Twin Events Herald Shuttle’s End

The final external tank of the shuttle era, ET-122, rests in the Vehicle Assembly Building. Photo Credit: Jason Rhian

Starting early Monday morning the last Solid Rocket Booster (SRB) segment was prepped to leave Kennedy Space Center’s (KSC) Assembly Refurbishment Facility (ARF) – unfortunately the local weather played its part and the move was delayed two days. Storm clouds swirled around the space center all morning long and this impacted the move from the ARF to the expansive Vehicle Assembly Building (VAB).

The final SRB segment was given a ceremony marking the historic nature of the occasion. It included speeches by Kennedy Space Center Director Robert Cabana, Canadian astronaut Chris Hadfield and American astronaut Greg “Ray J.” Johnson as well as numerous other officials with NASA and contractors. At the end of this event workers, some who have spent there entire careers working on these boosters, posed for photos with the last segment to leave the facility.

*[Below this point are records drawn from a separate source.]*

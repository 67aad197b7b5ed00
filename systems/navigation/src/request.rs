//! Per-unit route memory walked one waypoint at a time.

use glam::Vec2;

/// Destination plus the waypoints planned toward it.
///
/// While the route is non-empty the cursor always points at a waypoint that
/// has not been reached yet. Reaching the last waypoint clears the route.
#[derive(Clone, Debug, Default, PartialEq)]
pub struct PathRequest {
    destination: Vec2,
    path: Vec<Vec2>,
    index: usize,
}

impl PathRequest {
    /// Creates a request for the provided destination and planned waypoints.
    #[must_use]
    pub fn new(destination: Vec2, path: Vec<Vec2>) -> Self {
        Self {
            destination,
            path,
            index: 0,
        }
    }

    /// Destination the route was planned for.
    #[must_use]
    pub fn destination(&self) -> Vec2 {
        self.destination
    }

    /// Reports whether waypoints remain to be walked.
    #[must_use]
    pub fn is_active(&self) -> bool {
        self.index < self.path.len()
    }

    /// Waypoint the unit currently walks toward.
    #[must_use]
    pub fn next_waypoint(&self) -> Option<Vec2> {
        self.path.get(self.index).copied()
    }

    /// Waypoints that have not been reached yet.
    #[must_use]
    pub fn remaining(&self) -> &[Vec2] {
        self.path.get(self.index..).unwrap_or(&[])
    }

    /// Reports whether the route must be planned again for `destination`.
    #[must_use]
    pub fn needs_replan(&self, destination: Vec2, tolerance: f32) -> bool {
        !self.is_active() || self.destination.distance(destination) > tolerance
    }

    /// Skips every waypoint within `arrival` of `position`.
    ///
    /// Returns the waypoint to head for next, or `None` once the route is
    /// exhausted, in which case it has been cleared.
    pub fn advance(&mut self, position: Vec2, arrival: f32) -> Option<Vec2> {
        while let Some(waypoint) = self.next_waypoint() {
            if waypoint.distance(position) > arrival {
                return Some(waypoint);
            }
            self.index += 1;
        }
        self.clear();
        None
    }

    /// Forgets the route while keeping the destination.
    pub fn clear(&mut self) {
        self.path.clear();
        self.index = 0;
    }
}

Over at the turn basin, which lies between Launch Complex 39A and the VAB, the Pegasus Barge disgorged the large, orange External Tank (ET) that fuels the shuttles to orbit. The ET was removed slightly ahead of the originally-planned 10:30 a.m. EDT. This too was due to the deteriorating weather. This ET had a plaque placed on it, symbolizing this as the final tank produced of the shuttle era – ET-122.

With the SRB segment now in the VAB it will be stacked to the other segments already there. It will then be mated with ET-122 and wait for the almost-certain launch of STS-135.

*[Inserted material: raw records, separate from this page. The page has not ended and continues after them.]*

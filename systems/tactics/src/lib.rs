#![deny(
    unsafe_code,
    missing_docs,
    dead_code,
    unused_results,
    non_snake_case,
    unreachable_pub
)]

//! Decision engine that picks one behavior per unit per tick.
//!
//! Each mobile unit walks the same ordered waterfall of `(predicate,
//! behavior)` branches, re-evaluated from scratch every tick. The first branch
//! whose predicate holds and whose plan succeeds wins. Recoverable failures
//! fall through to the next branch, so every unit always ends up with a plan.
//! Plans are then turned into velocities by the navigator, which owns each
//! unit's route, and an attack target is chosen for the tick.

mod geometry;
mod profile;
mod waterfall;

use std::collections::BTreeMap;

use glam::Vec2;
use serde::Deserialize;
use skirmish_core::{
    direction_between, Behavior, TerrainView, TickContext, UnitId, UnitIntent, UnitSnapshot,
    UnitView,
};
use skirmish_system_navigation::{Heading, NavigationTuning, Navigator};
use skirmish_system_perception::PerceptionSnapshot;
use skirmish_system_support::SupportResolver;
use tracing::{debug, trace};

pub use profile::{BehaviorProfile, ProfileTable, ProfileTuning};

/// Radii, bands and fractions consulted by the waterfall.
#[derive(Clone, Debug, PartialEq, Deserialize)]
#[serde(default)]
pub struct TacticsTuning {
    /// Radius around a unit inside which a mobile enemy puts it in combat.
    pub combat_radius: f32,
    /// Radius around the home base searched for enemies to intercept.
    pub base_vigilance_radius: f32,
    /// Fraction of attack range kept from an intercepted enemy.
    pub intercept_fraction: f32,
    /// Fraction of the intercept distance below which the unit backs off.
    pub intercept_backoff: f32,
    /// Radius searched for aerial enemies worth hunting.
    pub hunt_radius: f32,
    /// Fraction of attack range kept from a hunted enemy.
    pub hunt_fraction: f32,
    /// Fraction of attack range below which a hunter backs off.
    pub hunt_backoff: f32,
    /// Radius searched for an in-combat melee ally to stay with.
    pub ally_scan_radius: f32,
    /// Radius around the ally searched for the threat to fight.
    pub threat_radius: f32,
    /// Multiple of attack range inside which threats to the ally are preferred.
    pub preferred_threat_range: f32,
    /// Ideal distance kept from the supported ally.
    pub support_ideal: f32,
    /// Distance below the ideal that is still accepted.
    pub support_inner_tolerance: f32,
    /// Distance above the ideal that is still accepted.
    pub support_outer_tolerance: f32,
    /// Furthest a positioning step may take the unit from its anchor.
    pub support_leash: f32,
    /// Length of a single positioning step toward or away from the enemy.
    pub positioning_step: f32,
    /// Fraction of attack range kept from the enemy while positioning.
    pub enemy_optimal_fraction: f32,
    /// Fraction of the optimal distance below which positioning backs off.
    pub enemy_backoff_fraction: f32,
    /// Radius around the home base counted for guards and threats.
    pub defend_radius: f32,
    /// Furthest a defender follows an enemy away from the base.
    pub defend_leash: f32,
    /// Cap on the engagement distance of a defender.
    pub defend_optimal_cap: f32,
    /// Radius of the perimeter held around a quiet base.
    pub perimeter_radius: f32,
    /// Tolerance of the perimeter band.
    pub perimeter_tolerance: f32,
    /// Number of other mobile allies near the base needed before a unit stops defending.
    pub min_base_guards: usize,
    /// Radius around the unit summed for allied force.
    pub ally_force_radius: f32,
    /// Radius around the unit summed for enemy force.
    pub enemy_force_radius: f32,
    /// Ally to enemy force ratio below which the unit retreats.
    pub retreat_ratio: f32,
    /// Distance from the home base a retreating unit stops at.
    pub retreat_distance: f32,
    /// Fraction of attack range kept while engaging the nearest enemy.
    pub engage_fraction: f32,
    /// Radius within which allies of the same profile join an assault.
    pub recruit_radius: f32,
    /// Per-profile constants.
    pub profiles: ProfileTable,
}

impl Default for TacticsTuning {
    fn default() -> Self {
        Self {
            combat_radius: 120.0,
            base_vigilance_radius: 250.0,
            intercept_fraction: 0.6,
            intercept_backoff: 0.7,
            hunt_radius: 600.0,
            hunt_fraction: 0.85,
            hunt_backoff: 0.5,
            ally_scan_radius: 120.0,
            threat_radius: 150.0,
            preferred_threat_range: 1.5,
            support_ideal: 60.0,
            support_inner_tolerance: 10.0,
            support_outer_tolerance: 15.0,
            support_leash: 120.0,
            positioning_step: 30.0,
            enemy_optimal_fraction: 0.85,
            enemy_backoff_fraction: 0.6,
            defend_radius: 200.0,
            defend_leash: 150.0,
            defend_optimal_cap: 120.0,
            perimeter_radius: 100.0,
            perimeter_tolerance: 30.0,
            min_base_guards: 1,
            ally_force_radius: 400.0,
            enemy_force_radius: 300.0,
            retreat_ratio: 0.5,
            retreat_distance: 96.0,
            engage_fraction: 0.6,
            recruit_radius: 500.0,
            profiles: ProfileTable::default(),
        }
    }
}

/// How a plan wants the unit to move.
#[derive(Clone, Copy, Debug, PartialEq)]
pub enum Movement {
    /// Stand still this tick.
    Hold,
    /// Travel toward the provided world position.
    MoveTo(Vec2),
}

/// Outcome of the waterfall for a single unit.
#[derive(Clone, Copy, Debug, PartialEq)]
pub struct Plan {
    /// Branch that produced the plan.
    pub behavior: Behavior,
    /// Requested movement.
    pub movement: Movement,
    /// Enemy the plan revolves around, attacked first when in range.
    pub focus: Option<UnitId>,
}

impl Plan {
    /// Plan that stands still without a focus.
    #[must_use]
    pub const fn hold(behavior: Behavior) -> Self {
        Self {
            behavior,
            movement: Movement::Hold,
            focus: None,
        }
    }
}

/// Read-only inputs shared by every decision in a tick.
#[derive(Clone, Copy, Debug)]
pub struct TacticalInputs<'a> {
    /// Live unit snapshot.
    pub units: &'a UnitView,
    /// Battlefield terrain.
    pub terrain: TerrainView<'a>,
    /// Perception built earlier in the tick.
    pub perception: &'a PerceptionSnapshot,
    /// Support reservations resolved earlier in the tick.
    pub support: &'a SupportResolver,
}

/// Decision engine plus the navigator owning every unit's route.
#[derive(Debug, Default)]
pub struct Tactics {
    tuning: TacticsTuning,
    navigator: Navigator,
    commitments: BTreeMap<UnitId, Behavior>,
    decided: Vec<(UnitId, Behavior)>,
}

impl Tactics {
    /// Creates a decision engine with the provided tuning.
    #[must_use]
    pub fn new(tuning: TacticsTuning, navigation: NavigationTuning) -> Self {
        Self {
            tuning,
            navigator: Navigator::new(navigation),
            commitments: BTreeMap::new(),
            decided: Vec::new(),
        }
    }

    /// Tuning consulted by the waterfall.
    #[must_use]
    pub fn tuning(&self) -> &TacticsTuning {
        &self.tuning
    }

    /// Navigator holding each unit's route.
    #[must_use]
    pub fn navigator(&self) -> &Navigator {
        &self.navigator
    }

    /// Behavior the unit committed to on the last handled tick.
    ///
    /// A tick spent following a route keeps the commitment of the branch
    /// that planned it.
    #[must_use]
    pub fn commitment(&self, unit: UnitId) -> Option<Behavior> {
        self.commitments.get(&unit).copied()
    }

    /// Runs the waterfall for one unit without steering it.
    ///
    /// Returns `None` for units without a behavior profile or that are no
    /// longer alive.
    #[must_use]
    pub fn decide(&self, unit: UnitId, inputs: &TacticalInputs<'_>) -> Option<Plan> {
        let unit = inputs.units.require(unit).ok()?;
        let profile = BehaviorProfile::for_category(unit.category)?;
        let situation = waterfall::Situation {
            unit,
            profile,
            style: self.tuning.profiles.get(profile),
            inputs,
            navigator: &self.navigator,
            tuning: &self.tuning,
            commitments: &self.commitments,
        };
        Some(waterfall::decide(&situation))
    }

    /// Produces one intent per living mobile unit, sorted by unit id.
    ///
    /// The output buffer is cleared before it is populated.
    pub fn handle(
        &mut self,
        context: TickContext,
        inputs: &TacticalInputs<'_>,
        out: &mut Vec<UnitIntent>,
    ) {
        out.clear();
        self.decided.clear();

        for unit in inputs.units.iter().filter(|unit| unit.is_alive()) {
            let Some(plan) = self.decide(unit.id, inputs) else {
                continue;
            };
            debug!(
                tick = context.tick(),
                unit = unit.id.get(),
                behavior = ?plan.behavior,
                movement = ?plan.movement,
                focus = plan.focus.map(|focus| focus.get()),
                "decided"
            );
            if plan.behavior != Behavior::FollowPath {
                self.decided.push((unit.id, plan.behavior));
            }

            let velocity = self.steer(unit, plan.movement, &inputs.terrain);
            out.push(UnitIntent {
                unit: unit.id,
                behavior: plan.behavior,
                velocity,
                attack: select_attack(unit, plan.focus, inputs.units),
            });
        }

        self.commitments.retain(|unit, _| inputs.units.get(*unit).is_some());
        self.commitments.extend(self.decided.drain(..));
    }

    /// Drops the route and commitment held for a unit that left the battlefield.
    pub fn forget(&mut self, unit: UnitId) {
        self.navigator.forget(unit);
        let _ = self.commitments.remove(&unit);
    }

    fn steer(&mut self, unit: &UnitSnapshot, movement: Movement, terrain: &TerrainView<'_>) -> Vec2 {
        let destination = match movement {
            Movement::Hold => {
                self.navigator.forget(unit.id);
                return Vec2::ZERO;
            }
            Movement::MoveTo(destination) => destination,
        };

        match self.navigator.steer(unit.id, unit.position, destination, terrain) {
            Ok(Heading::Arrived) => Vec2::ZERO,
            Ok(Heading::Toward(point)) => direction_between(unit.position, point)
                .map_or(Vec2::ZERO, |direction| direction * unit.speed),
            Err(error) => {
                debug!(unit = unit.id.get(), %error, "holding position");
                Vec2::ZERO
            }
        }
    }
}

/// Chooses the enemy to strike this tick.
///
/// The plan's focus wins when it is in range. Otherwise the in-range enemy
/// with the best category rank is taken, nearest first, then lowest id.
#[must_use]
pub fn select_attack(unit: &UnitSnapshot, focus: Option<UnitId>, units: &UnitView) -> Option<UnitId> {
    let in_range = |other: &UnitSnapshot| {
        other.is_alive() && unit.is_enemy_of(other) && unit.distance_to(other) <= unit.attack.range
    };

    if let Some(focus) = focus.and_then(|focus| units.get(focus)) {
        if in_range(focus) {
            return Some(focus.id);
        }
    }

    let chosen = units
        .iter()
        .filter(|other| in_range(*other))
        .min_by(|left, right| {
            left.category
                .target_rank()
                .cmp(&right.category.target_rank())
                .then(unit.distance_to(left).total_cmp(&unit.distance_to(right)))
                .then(left.id.cmp(&right.id))
        })
        .map(|other| other.id);
    if chosen.is_none() {
        trace!(unit = unit.id.get(), "no enemy in range");
    }
    chosen
}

Man Held for Incident at Cape Canaveral Air Force Station

Image Credit: USAF

The Brevard County Sheriff’s Office has taken man into custody under the Baker Act on Monday, Sept.27. The man tried to enter Cape Canaveral Air Force Station in a van that contained a suspicious package. No charges have been filed. The BCSO’s bomb squad found antifreeze, motor oil and a briefcase. Both bomb-sniffing dogs and an X-Ray were used to inspect the case’s contents which turned out to be papers.

According to investigators the man had been corresponding with the U.S. Navy’s ordinance removal team, his identity has not yet been revealed. Nor what brought on the security concerns.

The event started at around 9 a.m. EDT at Gate 1, the entrance to the base off State Road 401 and ended at 12:30 p.m., with the base reopening at that time. An FBI agent also was called to the scene to conduct an investigation. The event was soon cleared out and base personnel were soon back to work.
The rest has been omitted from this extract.